In my view, there are two types of people who are diagnosed with ADHD: those who exhibit a normal level of distraction and impulsiveness, and those who have another condition or disorder that requires individual treatment.
For my patients who are in the first category, I recommend that they eat right, exercise more often, get eight hours of quality sleep a night, minimize caffeine intake in the afternoon, monitor their cell-phone use while they’re working and, most important, do something they’re passionate about. Like many children who act out because they are not challenged enough in the classroom, adults whose jobs or class work are not personally fulfilling or who don’t engage in a meaningful hobby will understandably become bored, depressed and distracted. In addition, today’s rising standards are pressuring children and adults to perform better and longer at school and at work. I too often see patients who hope to excel on four hours of sleep a night with help from stimulants, but this is a dangerous, unhealthy and unsustainable way of living over the long term.
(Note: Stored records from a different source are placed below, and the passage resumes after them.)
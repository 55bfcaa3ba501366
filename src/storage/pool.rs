//! Database connection pool management.
//!
//! This module initializes the SQLite connection pool with:
//! - Automatic database file creation
//! - WAL mode for concurrent readers alongside a writer
//! - A busy timeout so concurrent writers queue instead of failing

use std::path::Path;

use log::{error, info};
use sqlx::sqlite::{SqliteConnectOptions, SqliteJournalMode, SqlitePoolOptions};
use sqlx::SqlitePool;

use crate::config::DB_BUSY_TIMEOUT;
use crate::error_handling::DatabaseError;

/// Maximum pooled connections; SQLite serializes writers anyway.
const MAX_CONNECTIONS: u32 = 5;

/// Initializes and returns a database connection pool for `db_path`.
///
/// Creates the parent directory and the database file if they don't exist.
/// Migrations are not run here; call [`crate::storage::run_migrations`].
pub async fn init_db_pool_with_path(db_path: &Path) -> Result<SqlitePool, DatabaseError> {
    if let Some(parent) = db_path.parent() {
        if !parent.as_os_str().is_empty() && !parent.exists() {
            std::fs::create_dir_all(parent).map_err(|e| {
                error!("Failed to create database directory: {e}");
                DatabaseError::FileCreationError(e.to_string())
            })?;
        }
    }

    if db_path.exists() {
        info!("Opening existing database {}", db_path.display());
    } else {
        info!("Creating database {}", db_path.display());
    }

    let options = SqliteConnectOptions::new()
        .filename(db_path)
        .create_if_missing(true)
        .journal_mode(SqliteJournalMode::Wal)
        .busy_timeout(DB_BUSY_TIMEOUT);

    SqlitePoolOptions::new()
        .max_connections(MAX_CONNECTIONS)
        .connect_with(options)
        .await
        .map_err(|e| {
            error!("Failed to connect to database: {e}");
            DatabaseError::SqlError(e)
        })
}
For my second group of patients with severe attention issues, I require a full evaluation to find the source of the problem. Usually, once the original condition is found and treated, the ADHD symptoms go away.
It’s time to rethink our understanding of this condition, offer more thorough diagnostic work and help people get the right treatment for attention deficit and hyperactivity.
Dr. Richard Saul is a behavioral neurologist practicing in the Chicago area. His book, ADHD Does Not Exist, is published by HarperCollins.